At the beginning I leaned for ScriptDoc, because people say is very similar to Javadoc and some days ago I developed a mobile app using Titanium. But, I found JSDoc more mature, even when the project appears to be forgotten (last commit on June 2010).
Finally, I selected JSDoc. Here is a list of people using it. The project documentation here and a list of tags here.
An example
From /lib/rest/common.js
/**
* @fileOverview Common JS for REST services (express-examples/sqlite)
*
* @author Rodolfo Campos <camposer at gmail dot com>
* @version 1.0
*/
/**
* HTTP codes
* @see For all HTTP codes refer to: http://www.w3.org/Protocols/rfc2616/rfc2616-sec10.html
*/
var HTTP_CODE_OK = 200
, HTTP_CODE_UNAUTHORIZED = 401
, HTTP_CODE_FORBIDDEN = 403
, HTTP_CODE_NOT_FOUND = 404
, HTTP_CODE_METHOD_NOT_ALLOWED = 405
, HTTP_CODE_PRECONDITION_FAILED = 412;
/**
* JSON Content-Type HTTP Header
* @field
*/
var JSON_RESPONSE_HEADER = {'Content-Type': 'application/json; charset=utf-8'};
/**
* Writes HTTP code 200 and Content-Type for JSON in HTTP response headers
* @function
* @param {HttpResponse} res HTTP response
* @param {Number} code HTTP code to be written in header
*/
var ok = function(res) {
res.writeHead(HTTP_CODE_OK, this.JSON_RESPONSE_HEADER);
};
/**
* Writes HTTP code 4XX (error) and Content-Type for JSON in HTTP response headers
* @function
* @param {HttpResponse} res HTTP response
* @param {Number} code HTTP code to be written into header
*/
var nok = function(res, code) {
res.writeHead(code, JSON_RESPONSE_HEADER);
};
/**
* Executes validate method using params, if true, calls execute method, if not, returns HTTP code 412
* @param {HttpResponse} res HttpResponse object
* @param {Mixed|Object} params Can be value or object (JSON)

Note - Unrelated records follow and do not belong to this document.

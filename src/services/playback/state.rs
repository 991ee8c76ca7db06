//! 回放状态机
//!
//! 持有一条轨迹和当前位置（0 起始）。状态转换：
//!
//! ```text
//! Idle --load--> Paused --play--> Playing --tick 到最后一步--> Done
//!                  ^                 |
//!                  +---手动导航/暂停---+
//! ```
//!
//! 没有轨迹（或轨迹为空）时所有导航操作都是空操作。这里不涉及计时，
//! 周期推进由 [`super::PlaybackController`] 调用 [`Playback::tick`] 完成。

use log::debug;
use serde::Serialize;

use crate::core::Trace;

/// 回放阶段
#[derive(Debug, Clone, Copy, PartialEq, Eq, Default, Serialize)]
#[serde(rename_all = "snake_case")]
pub enum PlaybackPhase {
    /// 没有可回放的轨迹
    #[default]
    Idle,
    /// 自动播放中
    Playing,
    /// 已加载，停在某一步
    Paused,
    /// 停在最后一步
    Done,
}

/// 对外发布的位置快照
#[derive(Debug, Clone, Copy, PartialEq, Eq, Default, Serialize)]
pub struct PlaybackPosition {
    /// 当前步骤的位置，没有轨迹时为 `None`
    pub index: Option<usize>,
    pub len: usize,
    pub phase: PlaybackPhase,
}

#[derive(Debug)]
pub struct Playback<S> {
    trace: Option<Trace<S>>,
    position: usize,
    phase: PlaybackPhase,
}

impl<S> Default for Playback<S> {
    fn default() -> Self {
        Self::new()
    }
}

impl<S> Playback<S> {
    pub fn new() -> Self {
        Self {
            trace: None,
            position: 0,
            phase: PlaybackPhase::Idle,
        }
    }

    /// 加载轨迹并回到第一步；空轨迹等同于没有轨迹
    pub fn load(&mut self, trace: Trace<S>) {
        self.trace = if trace.is_empty() { None } else { Some(trace) };
        self.position = 0;
        self.settle();
    }

    /// 前进一步，已在最后一步时不动
    pub fn next(&mut self) -> bool {
        let Some(len) = self.len_if_loaded() else {
            return false;
        };
        let moved = self.position + 1 < len;
        if moved {
            self.position += 1;
        }
        self.settle();
        moved
    }

    /// 后退一步，已在第一步时不动
    pub fn previous(&mut self) -> bool {
        if self.trace.is_none() {
            return false;
        }
        let moved = self.position > 0;
        if moved {
            self.position -= 1;
        }
        self.settle();
        moved
    }

    /// 跳到指定位置，越界时不动
    pub fn seek(&mut self, position: usize) -> bool {
        let Some(len) = self.len_if_loaded() else {
            return false;
        };
        if position >= len {
            return false;
        }
        self.position = position;
        self.settle();
        true
    }

    /// 进入自动播放；没有轨迹或已在最后一步时返回 `false`
    pub fn play(&mut self) -> bool {
        if self.phase != PlaybackPhase::Paused {
            return self.phase == PlaybackPhase::Playing;
        }
        self.transition(PlaybackPhase::Playing);
        true
    }

    /// 退出自动播放
    pub fn pause(&mut self) -> bool {
        if self.phase != PlaybackPhase::Playing {
            return false;
        }
        self.settle();
        true
    }

    /// 自动播放的一拍：前进一步，到达最后一步时进入 `Done`
    ///
    /// 不在 `Playing` 阶段时什么都不做并返回 `false`。
    pub fn tick(&mut self) -> bool {
        if self.phase != PlaybackPhase::Playing {
            return false;
        }
        let Some(len) = self.len_if_loaded() else {
            self.settle();
            return false;
        };
        if self.position + 1 < len {
            self.position += 1;
        }
        if self.position + 1 == len {
            self.transition(PlaybackPhase::Done);
        }
        true
    }

    /// 丢弃轨迹与位置，回到初始状态
    pub fn reset(&mut self) {
        self.trace = None;
        self.position = 0;
        self.transition(PlaybackPhase::Idle);
    }

    pub fn phase(&self) -> PlaybackPhase {
        self.phase
    }

    pub fn current_index(&self) -> Option<usize> {
        self.trace.as_ref().map(|_| self.position)
    }

    pub fn current_step(&self) -> Option<&S> {
        self.trace.as_ref().and_then(|trace| trace.get(self.position))
    }

    pub fn is_done(&self) -> bool {
        self.phase == PlaybackPhase::Done
    }

    pub fn len(&self) -> usize {
        self.trace.as_ref().map(Trace::len).unwrap_or(0)
    }

    pub fn is_empty(&self) -> bool {
        self.trace.is_none()
    }

    pub fn trace(&self) -> Option<&Trace<S>> {
        self.trace.as_ref()
    }

    pub fn position(&self) -> PlaybackPosition {
        PlaybackPosition {
            index: self.current_index(),
            len: self.len(),
            phase: self.phase,
        }
    }

    fn len_if_loaded(&self) -> Option<usize> {
        self.trace.as_ref().map(Trace::len)
    }

    /// 根据位置确定非播放阶段
    fn settle(&mut self) {
        let phase = match self.len_if_loaded() {
            None => PlaybackPhase::Idle,
            Some(len) if self.position + 1 >= len => PlaybackPhase::Done,
            Some(_) => PlaybackPhase::Paused,
        };
        self.transition(phase);
    }

    fn transition(&mut self, phase: PlaybackPhase) {
        if self.phase != phase {
            debug!("Playback phase {:?} -> {:?}", self.phase, phase);
            self.phase = phase;
        }
    }
}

* @param {Function([params])} validate Function used for validation, if returns true everything is OK,
* if not something went wrong and call returns HTTP_CODE_PRECONDITION_FAILED(412)
* @param {Function(params, callback)|Function(callback)} execute Function executed if validate=true.
* Parameters (params) can be value (e.g. String) or Object (JSON). Callback should receive
* one parameter (result)
*
* @example
* common.call(
* res,
* params.name,
* function(name) {
* var valid = true;
*
* if (name == null)
* valid = false;
*
* return valid;
* },
* function(params, callback) {
* // ...
* // Get result
* callback(result);
* }
* );
*/
this.call = function(res, params, validate, execute) {
if (validate(params)) {
if (params != null) {
execute(params, function(result) { // TODO: Add extra parameter for error msg
if (result)
ok(res);
else
nok(res, HTTP_CODE_FORBIDDEN);
res.end(JSON.stringify(result));
});
} else {
execute(function(result) { // TODO: Add extra parameter for error msg
if (result)
ok(res);
else
nok(res, HTTP_CODE_FORBIDDEN);
res.end(JSON.stringify(result));
});
}
} else {
nok(res, HTTP_CODE_PRECONDITION_FAILED);
res.end();
}
};
Generating documentation
For generating the HTML documentation corresponding to the example above (common.js), you just have to download jsdoc-tool from here, unzip it, and run the following command:
$ java -jar jsrun.jar app/run.js -a -t=templates/jsdoc -d=common common.js
Where:
- jsrun.jar: Generator
- app/run.js: Bootstrap script
- -a: Include all functions, even undocumented ones
- templates/jsdoc: Directory of the templates to be used
- -d: Directory where output is going to be put. By default ./out folder
- common.js: File parsed
For JsDoc inline documentation use:
$ java -jar jsrun.jar app/run.js --help
You can use -r option for generating documentation recursively, specifying a directory to be explored. I like this option, but specifying directories, for example:
$ java -jar jsrun.jar app/run.js -a -t=templates/jsdoc -d=sqlite -r ~/express-examples/sqlite/lib/rest ~/express-examples/sqlite/lib/service
Note: If you specify the root directory as starting point, you're going to have a mess with all JS files in the project (including node_modules).
Updated code documentation can be found inside the project at /jsdoc folder.